HMRC suspends enforcement activity on NMW compliance and sleep-in shifts
In May we reported on the Employment Appeal Tribunal decision that where a care worker was doing time/salaried work, even if they are asleep, they are working.
Over recent years, HMRC's position on this point has fluctuated, leaving care providers in an uncertain position. HMRC had appeared to take the view up until around summer 2016, that only time spent awake and working during a sleep-in shift counted for National Minimum Wage purposes. However, increasingly, providers were faced with an alternative view from HMRC that every hour of sleep-in shift counted for National Minimum Wage purposes, awake or asleep, where there was a requirement for workers to be present during the night and those workers were not allowed to leave during the hours they were carrying out a sleep-in shift.
The Government announced on 26th July 2017 that, with immediate effect, they would waive financial penalties faced by employers who are found to have underpaid their workers for sleep-in shifts in any pay reference period that ended before 26th July 2017. Whilst penalties will be waived, this does not affect wage arrears due to workers in cases where there has been underpayment. HMRC may still therefore issue notice of underpayment in respect of any pay period where non-compliance is found.
HMRC have confirmed their view that if a worker is doing time/salaried work, even where they are asleep, they are, in fact, working where (1) there is a requirement for the worker to be present during the night and (2) they are not allowed to leave during the hours they are required to sleep in.
From 26th July 2017 onwards, the Government has confirmed that care providers should comply with this assessment and ensure that if this is the case for their workers carrying out sleep-in shifts, that they are paid the National Minimum Wage.

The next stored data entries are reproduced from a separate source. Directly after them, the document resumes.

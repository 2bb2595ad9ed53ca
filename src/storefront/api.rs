use axum::{
    extract::State,
    http::StatusCode,
    response::{IntoResponse, Response},
    routing::post,
};
use rust_decimal::Decimal;
use serde::{Deserialize, Serialize};
use tracing::instrument;

use crate::{
    gateway::{RedirectResult, payin::PaymentOrder},
    orders::NewOrder,
    state::AppState,
    storefront::{ErrorResponse, interaction_log::InteractionSpan},
};

#[derive(Debug, Deserialize)]
pub struct InitiatePaymentRequest {
    pub data: InitiatePaymentData,
}

#[derive(Debug, Deserialize)]
pub struct InitiatePaymentData {
    pub customer_details: CustomerDetails,
    /// Major currency units, JSON number or string
    #[serde(deserialize_with = "exact_decimal")]
    pub amount: Decimal,
    pub success_return_url: String,
}

/// Parse the amount from its literal JSON text, without a float round trip.
fn exact_decimal<'de, D: serde::Deserializer<'de>>(deserializer: D) -> Result<Decimal, D::Error> {
    let raw = Box::<serde_json::value::RawValue>::deserialize(deserializer)?;
    let literal =
        serde_json::from_str::<String>(raw.get()).unwrap_or_else(|_| raw.get().to_string());
    Decimal::from_str_exact(literal.trim()).map_err(|_| {
        serde::de::Error::custom(format!("amount {literal} is not an exact decimal number"))
    })
}

#[derive(Debug, Deserialize)]
pub struct CustomerDetails {
    pub customer_id: String,
    pub customer_phone: String,
}

#[derive(Debug, Serialize)]
#[serde(rename_all = "camelCase")]
pub struct InitiatePaymentResponse {
    success: bool,
    redirect_url: String,
}

impl IntoResponse for RedirectResult {
    fn into_response(self) -> Response {
        match self {
            RedirectResult::Redirect { url } => axum::Json(InitiatePaymentResponse {
                success: true,
                redirect_url: url,
            })
            .into_response(),
            RedirectResult::Rejected { message } => {
                ErrorResponse::new(StatusCode::INTERNAL_SERVER_ERROR, message).into_response()
            }
        }
    }
}

#[instrument(skip_all)]
pub async fn initiate_payment(
    State(AppState { gate, orders, .. }): State<AppState>,
    Json(request): Json<InitiatePaymentRequest>,
) -> Response {
    let order = match PaymentOrder::try_from(request) {
        Ok(order) => order,
        Err(e) => {
            tracing::warn!("Rejected payment initiation: {e}");
            return e.into_response();
        }
    };
    let transaction_id = order.transaction_id.as_str();
    tracing::debug!(%transaction_id, amount = order.amount, "Initiating payment");

    let mut span = InteractionSpan::enter();
    let new_order = NewOrder::from(&order);
    let record_order = orders.record_initiated(&new_order);
    let pay = gate.initiate_payment(&order, &mut span);

    let (record_order, pay) = tokio::join!(record_order, pay);
    span.finish("pay");
    if let Err(e) = record_order {
        tracing::error!(%transaction_id, "Failed to record initiated order: {e}");
    }

    match pay {
        Ok(result) => {
            match &result {
                RedirectResult::Redirect { .. } => {
                    tracing::info!(%transaction_id, "Payment initiated")
                }
                RedirectResult::Rejected { message } => {
                    tracing::warn!(%transaction_id, %message, "Processor rejected payment")
                }
            }
            result.into_response()
        }
        Err(e) => {
            tracing::error!(%transaction_id, "Failed to initiate payment: {e}");
            e.into_response()
        }
    }
}

pub fn router() -> axum::Router<AppState> {
    axum::Router::new()
        .route("/initiate-payment", post(initiate_payment))
        .route("/initiate-phonepe-payment", post(initiate_payment))
}

/// `Json` extractor wrapper that answers with the uniform error body on rejection
pub struct Json<T>(pub T);

impl<S, T> axum::extract::FromRequest<S> for Json<T>
where
    T: serde::de::DeserializeOwned + Send,
    S: Send + Sync,
{
    type Rejection = ErrorResponse;

    async fn from_request(
        req: axum::http::Request<axum::body::Body>,
        state: &S,
    ) -> std::result::Result<Self, Self::Rejection> {
        let rejection = match axum::Json::<T>::from_request(req, state).await {
            Ok(axum::Json(value)) => return Ok(Self(value)),
            Err(e) => e.body_text(),
        };
        Err(ErrorResponse::new(
            StatusCode::BAD_REQUEST,
            format!("malformed request: {rejection}"),
        ))
    }
}

#[cfg(test)]
mod tests {
    use rust_decimal_macros::dec;

    use super::*;

    fn parse(amount: &str) -> serde_json::Result<InitiatePaymentRequest> {
        serde_json::from_str(&format!(
            r#"{{"data":{{"customer_details":{{"customer_id":"buyer-7","customer_phone":"9999999999"}},"amount":{amount},"success_return_url":"https://dfordeal.shop/success"}}}}"#
        ))
    }

    #[test]
    fn amount_keeps_every_digit() {
        assert_eq!(parse("199.99").unwrap().data.amount, dec!(199.99));
        assert_eq!(parse(r#""199.00""#).unwrap().data.amount, dec!(199.00));
        assert_eq!(
            parse("199.999999999999999").unwrap().data.amount,
            dec!(199.999999999999999)
        );
    }

    #[test]
    fn non_numeric_amount_is_rejected() {
        assert!(parse("null").is_err());
        assert!(parse(r#""ten""#).is_err());
        assert!(parse("true").is_err());
    }
}
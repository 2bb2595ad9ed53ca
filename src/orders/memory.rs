use std::{collections::HashMap, sync::Arc};

use async_trait::async_trait;
use tokio::sync::RwLock;

use super::{NewOrder, Order, OrderStatus, OrderStore, OrderStoreError, Transition};

/// Process-local order store. Records are lost on restart.
#[derive(Debug, Default, Clone)]
pub struct InMemoryOrderStore {
    orders: Arc<RwLock<HashMap<String, Order>>>,
}

impl InMemoryOrderStore {
    pub fn new() -> Self {
        Self::default()
    }
}

#[async_trait]
impl OrderStore for InMemoryOrderStore {
    async fn record_initiated(&self, order: &NewOrder) -> Result<(), OrderStoreError> {
        let mut orders = self.orders.write().await;
        orders
            .entry(order.transaction_id.clone())
            .or_insert_with(|| Order {
                transaction_id: order.transaction_id.clone(),
                buyer_id: Some(order.buyer_id.clone()),
                amount: Some(order.amount),
                status: OrderStatus::Initiated,
            });
        Ok(())
    }

    async fn record_transition(
        &self,
        transaction_id: &str,
        status: OrderStatus,
    ) -> Result<Transition, OrderStoreError> {
        let mut orders = self.orders.write().await;
        let current = orders.get(transaction_id).map(|o| o.status);
        let transition = status.transition_from(current);
        if transition == Transition::Applied {
            orders
                .entry(transaction_id.to_string())
                .and_modify(|o| o.status = status)
                .or_insert_with(|| Order {
                    transaction_id: transaction_id.to_string(),
                    buyer_id: None,
                    amount: None,
                    status,
                });
        }
        Ok(transition)
    }

    async fn get(&self, transaction_id: &str) -> Result<Option<Order>, OrderStoreError> {
        let orders = self.orders.read().await;
        Ok(orders.get(transaction_id).cloned())
    }
}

The impact for care providers is that they will now have to ensure compliance, either by paying National Minimum Wage for every hour of a sleep-in shift, increasing the flat sleep-in rate so as to ensure that an average of National Minimum Wage is paid across the pay reference period or introduce arrangements to top up payments so as to ensure an average of the National Minimum Wage is paid across the pay reference period.
We had also previously highlighted the possibility that sleep-in shifts could constitute "unmeasured work" under the National Minimum Wage Regulations and agreements could be entered into with staff to this effect, which may reduce cost. However, this argument remains untested before the Courts and therefore there would be an element of risk in pursuing this option.
The Government has also announced that it will temporarily suspend enforcement activity regarding sleep-in shifts until 2 October 2017. The purpose of the suspension is to see how issues of National Minimum Wage and sleep-ins are managed going forward.
The Government has also said that it will continue to work with representatives from the health and social sector so as to minimise any impact on the provision of social care as a result of the need for these National Minimum Wage payments to be made. However, none of these announcements deal with issues of underfunding, which continues to be the biggest threat to the sector and explains why providers will struggle to pay National Minimum Wage for sleep-in shifts.